Подобное случилось и с "бульдозерной выставкой" 1974 года. Я знаю, что между двумя ведомствами были разногласия. Милиция, мол, "чересчур пошла в гору, пора остановить". А милиция находится в подчинении Гришина. Так вот, берут свободолюбивых художников, честных, мужественных людей. Но ведь, чтобы их остановить, не надо было бульдозеров. Дали бульдозерами задавить картины, чтобы выпороть милицию и Гришина. Каждый из нас может стать пешкой в такой игре. Это не исключает личного мужества художника.
А бывает и "зубатовский социализм" - как, скажем, Московский театр на Таганке, членом совета которого я был. "Наш театр, либеральный театр", помощники Брежнева лично вам отрывают билеты... Ничего нет в чистом виде, и в данном случае дело далеко не так просто.
Со стороны диссидентов мне часто приходилось слышать жалобы на эстетические потребности публики. На самом деле, интересами публики никто не занимается. Социологичес-ких исследований на эту тему нет. Все решают функционеры. А функционер считает, что публике нужно то, что ему, функционеру, помогает жить. То, что не вызывает никакого административного сомнения. Это стихийное стремление к середине порождает стремление к низу. Когда нет, условно говоря, аристократии, которая бы поднимала середину вверх, теряется даже простой профессионализм. Это явление заметно не только в искусстве - его можно видеть и в науке, и даже в армии. И там приходится терпеть такие же издержки.

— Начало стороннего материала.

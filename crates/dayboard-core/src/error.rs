//! Error types for DayBoard

use thiserror::Error;

#[derive(Error, Debug)]
pub enum Error {
    /// Rejected input (unsupported filing status, negative income, ...)
    #[error("Invalid input: {0}")]
    InvalidInput(String),

    /// Input that is valid but not implemented yet (married filing status)
    #[error("Not yet supported: {0}")]
    Unsupported(String),

    /// State has no bracket table and strict jurisdiction checking is on
    #[error("Unknown tax jurisdiction: {0}")]
    UnknownJurisdiction(String),

    #[error("Bracket lookup failed: {0}")]
    BracketLookup(String),

    #[error("Invalid bracket table: {0}")]
    InvalidTable(String),

    #[error("Database error: {0}")]
    Database(#[from] rusqlite::Error),

    #[error("Database pool error: {0}")]
    Pool(#[from] r2d2::Error),

    #[error("CSV parsing error: {0}")]
    Csv(#[from] csv::Error),

    #[error("IO error: {0}")]
    Io(#[from] std::io::Error),

    #[error("JSON error: {0}")]
    Json(#[from] serde_json::Error),

    #[error("Import error: {0}")]
    Import(String),

    #[error("Config error: {0}")]
    Config(String),
}

pub type Result<T> = std::result::Result<T, Error>;
//! Forward simulation of fitted models

mod config;
mod engine;
mod state;

pub use config::{CancellationToken, FailurePolicy, SimulationConfig, DEFAULT_MAX_CYCLES, DEFAULT_SEED};
pub use engine::{ReplicateOutcome, SimulationReport, Simulator};
pub use state::{ReplicateStatus, SimulationState, TerminationReason};
//! hisim CLI
//!
//! Fits the close/payment/size claim model to a training file (or synthetic
//! histories), simulates the open claims forward and prints a reserve summary.

use anyhow::{bail, Context, Result};
use clap::Parser;
use log::info;
use std::path::PathBuf;

use hisim::data::{read_dataset, write_dataset, CsvLayout};
use hisim::model::Formulas;
use hisim::synthetic::{generate_claims, SyntheticConfig};
use hisim::{formulas, Anchor, Dataset, Glm, LayerOptions, Model, ReserveSummary, SimulationConfig, Simulator, Transformation, Value};

#[derive(Debug, Parser)]
#[command(name = "hisim")]
#[command(about = "Fit a hierarchical claim model and simulate open claims to closure")]
struct Cli {
    /// Training CSV; synthetic histories are generated when omitted
    #[arg(long)]
    training: Option<PathBuf>,

    #[arg(long, default_value_t = 500)]
    synthetic_rows: usize,

    /// Open claims to project; defaults to the latest row of every open training claim
    #[arg(long)]
    inforce: Option<PathBuf>,

    #[arg(long, default_value_t = 100)]
    replicates: u32,

    /// Claims continue while their cycle is below this value and they are open
    #[arg(long)]
    horizon: Option<u32>,

    /// JSON simulation config
    #[arg(long)]
    config: Option<PathBuf>,

    #[arg(long)]
    seed: Option<u64>,

    #[arg(long)]
    max_cycles: Option<u32>,

    #[arg(long, default_value_t = false)]
    sequential: bool,

    /// Override a layer formula, e.g. --formula "size=size ~ cycle"
    #[arg(long = "formula", value_name = "LAYER=SPEC")]
    formulas: Vec<String>,

    /// Write simulated rows to this CSV
    #[arg(long)]
    output: Option<PathBuf>,

    #[arg(long, default_value = "claim_id")]
    id_column: String,

    #[arg(long, default_value = "dev_year")]
    cycle_column: String,

    /// Print the reserve summary as JSON
    #[arg(long, default_value_t = false)]
    json: bool,
}

fn default_formulas() -> Formulas {
    formulas([
        ("close", "close ~ cycle + factor(kind)"),
        ("payment", "payment ~ close + prev_payment + cycle"),
        ("size", "size ~ cycle + factor(kind)"),
    ])
}

fn parse_formula_overrides(raw: &[String], mut base: Formulas) -> Result<Formulas> {
    for entry in raw {
        let Some((layer, spec)) = entry.split_once('=') else {
            bail!("formula override '{}' is not of the form LAYER=SPEC", entry);
        };
        base.insert(layer.trim().to_string(), spec.trim().into());
    }
    Ok(base)
}

/// Adds `from` to the running total in `to`
fn accumulate(from: &'static str, to: &'static str) -> impl Fn(Dataset) -> Dataset + Send + Sync + 'static {
    move |mut data: Dataset| {
        for row in data.rows_mut() {
            let total = row.numeric(to).unwrap_or(0.0) + row.numeric(from).unwrap_or(0.0);
            row.set(to, Value::Number(total));
        }
        data
    }
}

fn lag(from: &'static str, to: &'static str) -> impl Fn(Dataset) -> Dataset + Send + Sync + 'static {
    move |mut data: Dataset| {
        for row in data.rows_mut() {
            let value = row.numeric(from).unwrap_or(0.0);
            row.set(to, Value::Number(value));
        }
        data
    }
}

fn claims_model(training: Dataset) -> hisim::Result<Model> {
    Model::new(training)
        .add_layer("close", Glm::binomial(), LayerOptions::default())?
        .add_layer("payment", Glm::binomial(), LayerOptions::default())?
        .add_layer(
            "size",
            Glm::gaussian(),
            LayerOptions::filtered(|r| r.flag("payment")).with_transformation(Transformation::Log),
        )?
        .register_updater("paid to date", accumulate("size", "paid_to_date"), Anchor::after("size"))?
        .register_updater("lag payment", lag("payment", "prev_payment"), Anchor::EndOfCycle)
}

fn main() -> Result<()> {
    env_logger::init();
    let cli = Cli::parse();
    let layout = CsvLayout {
        id_column: cli.id_column.clone(),
        cycle_column: cli.cycle_column.clone(),
    };

    let mut config = match &cli.config {
        Some(path) => SimulationConfig::from_json_path(path)
            .with_context(|| format!("failed to load simulation config {}", path.display()))?,
        None => SimulationConfig::default(),
    };
    if let Some(seed) = cli.seed {
        config.seed = seed;
    }
    if let Some(max_cycles) = cli.max_cycles {
        config.max_cycles = max_cycles;
    }
    if cli.sequential {
        config.parallel = false;
    }

    let training = match &cli.training {
        Some(path) => read_dataset(path, &layout)
            .with_context(|| format!("failed to read training data {}", path.display()))?,
        None => {
            info!("Generating {} synthetic training rows", cli.synthetic_rows);
            generate_claims(&SyntheticConfig {
                rows: cli.synthetic_rows,
                seed: config.seed,
                ..SyntheticConfig::default()
            })
            .context("failed to generate synthetic claims")?
        }
    };

    let inforce = match &cli.inforce {
        Some(path) => read_dataset(path, &layout)
            .with_context(|| format!("failed to read inforce data {}", path.display()))?,
        None => training.latest_per_record().filter(|r| !r.flag("close")),
    };
    if inforce.is_empty() {
        bail!("no open claims to project");
    }

    let horizon = cli
        .horizon
        .or_else(|| training.max_cycle())
        .context("training data is empty")?;

    let specs = parse_formula_overrides(&cli.formulas, default_formulas())?;
    let model = claims_model(training)
        .context("failed to build claims model")?
        .fit(&specs)
        .context("failed to fit claims model")?;

    println!("hisim v{}", env!("CARGO_PKG_VERSION"));
    println!("==========\n");
    println!("Open claims:   {}", inforce.len());
    println!("Replicates:    {}", cli.replicates);
    println!("Horizon:       cycle {}", horizon);
    println!();

    let report = Simulator::new(&model, config)
        .run(cli.replicates, |r| r.cycle < horizon && !r.flag("close"), &inforce)
        .context("simulation failed")?;
    for failure in &report.failures {
        eprintln!("warning: {}", failure);
    }

    if let Some(path) = &cli.output {
        write_dataset(path, &report.dataset, &layout)
            .with_context(|| format!("failed to write {}", path.display()))?;
        println!("Wrote {} simulated rows to {}", report.dataset.len(), path.display());
    }

    let summary = ReserveSummary::from_simulation(&report.dataset, &inforce, "size")
        .context("failed to summarise reserves")?;
    if cli.json {
        println!("{}", serde_json::to_string_pretty(&summary)?);
    } else {
        println!("Projected payments over {} replicates", summary.replicates());
        println!("  Mean:    {:>14.2}", summary.mean);
        println!("  Std dev: {:>14.2}", summary.std_dev);
        for (level, value) in &summary.quantiles {
            println!("  Q{:<6}: {:>14.2}", level * 100.0, value);
        }
    }

    Ok(())
}
//! Tabular datasets of records sharing a column schema

use std::collections::{BTreeMap, BTreeSet};

use super::value::{Record, Value};
use crate::error::{Error, Result};

/// Ordered sequence of records sharing a common set of value columns
///
/// The identity key, cycle and replicate are structural fields of each
/// [`Record`]; `columns` lists the remaining value columns in file order.
#[derive(Debug, Clone, Default, PartialEq)]
pub struct Dataset {
    columns: Vec<String>,
    rows: Vec<Record>,
}

impl Dataset {
    /// Empty dataset with the given value columns
    pub fn new(columns: Vec<String>) -> Self {
        Self { columns, rows: Vec::new() }
    }

    /// Build a dataset, checking that every record carries every column
    pub fn from_records(columns: Vec<String>, rows: Vec<Record>) -> Result<Self> {
        for row in &rows {
            if let Some(missing) = columns.iter().find(|c| !row.has(c)) {
                return Err(Error::schema(format!(
                    "record '{}' at cycle {} has no value for column '{}'",
                    row.id, row.cycle, missing
                )));
            }
        }
        Ok(Self { columns, rows })
    }

    pub fn columns(&self) -> &[String] {
        &self.columns
    }

    pub fn has_column(&self, column: &str) -> bool {
        self.columns.iter().any(|c| c == column)
    }

    /// Fail with a schema error unless `column` is part of the schema
    pub fn require_column(&self, column: &str) -> Result<()> {
        if self.has_column(column) {
            Ok(())
        } else {
            Err(Error::schema(format!("column '{}' not found in dataset", column)))
        }
    }

    pub fn rows(&self) -> &[Record] {
        &self.rows
    }

    pub fn rows_mut(&mut self) -> &mut [Record] {
        &mut self.rows
    }

    pub fn len(&self) -> usize {
        self.rows.len()
    }

    pub fn is_empty(&self) -> bool {
        self.rows.is_empty()
    }

    /// Append a row; the row must carry every schema column
    pub fn push(&mut self, row: Record) -> Result<()> {
        if let Some(missing) = self.columns.iter().find(|c| !row.has(c)) {
            return Err(Error::schema(format!(
                "record '{}' has no value for column '{}'",
                row.id, missing
            )));
        }
        self.rows.push(row);
        Ok(())
    }

    /// Values of one column, row by row
    pub fn column(&self, column: &str) -> Result<Vec<&Value>> {
        self.require_column(column)?;
        Ok(self
            .rows
            .iter()
            .filter_map(|r| r.value(column))
            .collect())
    }

    /// Write a single cell
    pub fn set_value(&mut self, row: usize, column: &str, value: Value) -> Result<()> {
        self.require_column(column)?;
        let len = self.rows.len();
        let record = self.rows.get_mut(row).ok_or_else(|| {
            Error::schema(format!("row {} out of range ({} rows)", row, len))
        })?;
        record.set(column, value);
        Ok(())
    }

    /// Add a column to the schema, filling existing rows with `default`
    pub fn add_column(&mut self, column: &str, default: Value) {
        if self.has_column(column) {
            return;
        }
        self.columns.push(column.to_string());
        for row in &mut self.rows {
            row.set(column, default.clone());
        }
    }

    /// Rows satisfying the predicate, schema unchanged
    pub fn filter<F>(&self, predicate: F) -> Dataset
    where
        F: Fn(&Record) -> bool,
    {
        Dataset {
            columns: self.columns.clone(),
            rows: self.rows.iter().filter(|r| predicate(r)).cloned().collect(),
        }
    }

    /// Split into (matching, non-matching) rows
    pub fn partition<F>(self, predicate: F) -> (Dataset, Dataset)
    where
        F: Fn(&Record) -> bool,
    {
        let (yes, no): (Vec<Record>, Vec<Record>) = self.rows.into_iter().partition(|r| predicate(r));
        (
            Dataset { columns: self.columns.clone(), rows: yes },
            Dataset { columns: self.columns, rows: no },
        )
    }

    /// Append the rows of `other`; schemas must match as sets
    pub fn concat(mut self, other: Dataset) -> Result<Dataset> {
        if self.columns.is_empty() && self.rows.is_empty() {
            return Ok(other);
        }
        let mine: BTreeSet<&String> = self.columns.iter().collect();
        let theirs: BTreeSet<&String> = other.columns.iter().collect();
        if mine != theirs {
            return Err(Error::schema(format!(
                "cannot concatenate datasets with columns {:?} and {:?}",
                self.columns, other.columns
            )));
        }
        self.rows.extend(other.rows);
        Ok(self)
    }

    /// Row indices grouped by record id
    pub fn group_by_id(&self) -> BTreeMap<&str, Vec<usize>> {
        let mut groups: BTreeMap<&str, Vec<usize>> = BTreeMap::new();
        for (i, row) in self.rows.iter().enumerate() {
            groups.entry(row.id.as_str()).or_default().push(i);
        }
        groups
    }

    /// Row indices grouped by the level of a column
    pub fn group_by(&self, column: &str) -> Result<BTreeMap<String, Vec<usize>>> {
        self.require_column(column)?;
        let mut groups: BTreeMap<String, Vec<usize>> = BTreeMap::new();
        for (i, row) in self.rows.iter().enumerate() {
            if let Some(level) = row.level(column) {
                groups.entry(level).or_default().push(i);
            }
        }
        Ok(groups)
    }

    /// Latest-cycle row of every record, in order of first appearance
    pub fn latest_per_record(&self) -> Dataset {
        let mut order: Vec<&str> = Vec::new();
        let mut latest: BTreeMap<&str, &Record> = BTreeMap::new();
        for row in &self.rows {
            match latest.get(row.id.as_str()) {
                None => {
                    order.push(row.id.as_str());
                    latest.insert(row.id.as_str(), row);
                }
                Some(current) if row.cycle >= current.cycle => {
                    latest.insert(row.id.as_str(), row);
                }
                Some(_) => {}
            }
        }
        Dataset {
            columns: self.columns.clone(),
            rows: order.into_iter().filter_map(|id| latest.get(id).map(|r| (*r).clone())).collect(),
        }
    }

    /// Distinct replicate ids present in the dataset
    pub fn replicate_ids(&self) -> BTreeSet<u32> {
        self.rows.iter().filter_map(|r| r.replicate).collect()
    }

    /// Stamp every row with a replicate id
    pub fn with_replicate(mut self, replicate: u32) -> Dataset {
        for row in &mut self.rows {
            row.replicate = Some(replicate);
        }
        self
    }

    /// Copy of every row advanced by one cycle
    pub fn next_cycle(&self) -> Result<Dataset> {
        Ok(Dataset {
            columns: self.columns.clone(),
            rows: self.rows.iter().map(Record::next_cycle).collect::<Result<_>>()?,
        })
    }

    /// Largest cycle present
    pub fn max_cycle(&self) -> Option<u32> {
        self.rows.iter().map(|r| r.cycle).max()
    }
}
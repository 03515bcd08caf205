//! hisim - Hierarchical sequential models for claim development
//!
//! This library provides:
//! - Layered models: one estimator per outcome variable, fitted in order
//! - Covariate updaters anchored before, between and after layers
//! - Stochastic forward simulation over independent, reproducible replicates
//! - A reference GLM estimator (binomial, poisson, gaussian, gamma)
//! - CSV datasets, synthetic claim histories and reserve summaries

pub mod data;
pub mod error;
pub mod estimator;
pub mod model;
pub mod reserve;
pub mod simulation;
pub mod synthetic;

// Re-export commonly used types
pub use data::{Dataset, Record, Value};
pub use error::{Error, Result};
pub use estimator::{Estimator, FittedEstimator, FormulaSpec, Glm, Prediction};
pub use model::{formulas, Anchor, LayerOptions, Model, Transformation};
pub use reserve::ReserveSummary;
pub use simulation::{SimulationConfig, SimulationReport, Simulator};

На самом деле, публика невероятно тянется ко всему, что интересно, не всегда понимая, что действительно интересно. К тому же и публика ведь разная - в Новосибирском городке одна, в Закарпатском колхозе другая, в Москве - третья. Определение публики как некоего стада - народофобия функционера и идеолога.
Разве можно серьезно думать, что любого человека - то ли колхозника, то ли техника, то ли интеллигента - может удовлетворить искусство, чья основная функция - заполнять место, лишь бы не было чего-то иного?
В действительности, все неудовлетворены. Все хотят чего-то другого. Кто абстракционизма, кто порнографических открыток, кто иконописи, кто красивого искусства, кто сложного, кто примитивного, но во всяком случае не того, официального... Я не видел ни одного чиновника, которому бы хотелось Вучетича, - им, как минимум, давай передвижников...
Между тем, мечтой аппарата остается, чтобы назначались не только гении, но и диссиденты (допустим, в художники Управления по делам дипломатического корпуса), чтобы все они были заменимы, как части вычислительной машины, чтобы Плисецкая танцевала, но на сцене ее не было, чтобы раскланиваться за нее и цветы принимать могла дама самого главного функционера. Вот где основной конфликт между системой и человеком.
3. КРАСНЕНЬКИЕ, ЗЕЛЕНЕНЬКИЕ И ПЬЯНЕНЬКИЕ
I
Как-то мой приятель - не маленький аппаратчик ЦК - выручил меня, взяв билет на самолет в своей кассе, что в обычной сделать было невозможно в этот день. Он просил прийти к концу работы на Старую площадь, к зданию ЦК, и подождать его, поскольку он может задержаться.
Так и случилось. Кончился рабочий день, и из дверей посыпались люди. Моего приятеля среди них не было, и, поскольку приходилось ждать и, по возможности, не скучать, я начал рассматривать единый мозг страны, вываливавшийся из ячеек кабинетов и рассыпавшийся в отдельных особей.
Но неожиданно для себя я заметил, что это множество людей не воспринимается мной как обычная толпа, имеющая персонализированное многообразие. Это сытое стадо было единообразным. Передо мной проходили инкубаторные близнецы с абсолютно стертыми индивидуальными чертами. Разница в весе и размере не имела значения.
Такое огромное количество внеиндивидуальных масок, костюмов, жестов буквально ошеломило меня. Но постепенно я начал их дифференцировать. Я увидел, что эти люди, отпущенные с работы и вываливаемые лифтами с этажей на улицу, различаются - но не персонально, а группово, как две породы одного вида. И для себя я обозначил их как "красненьких" и "зелененьких".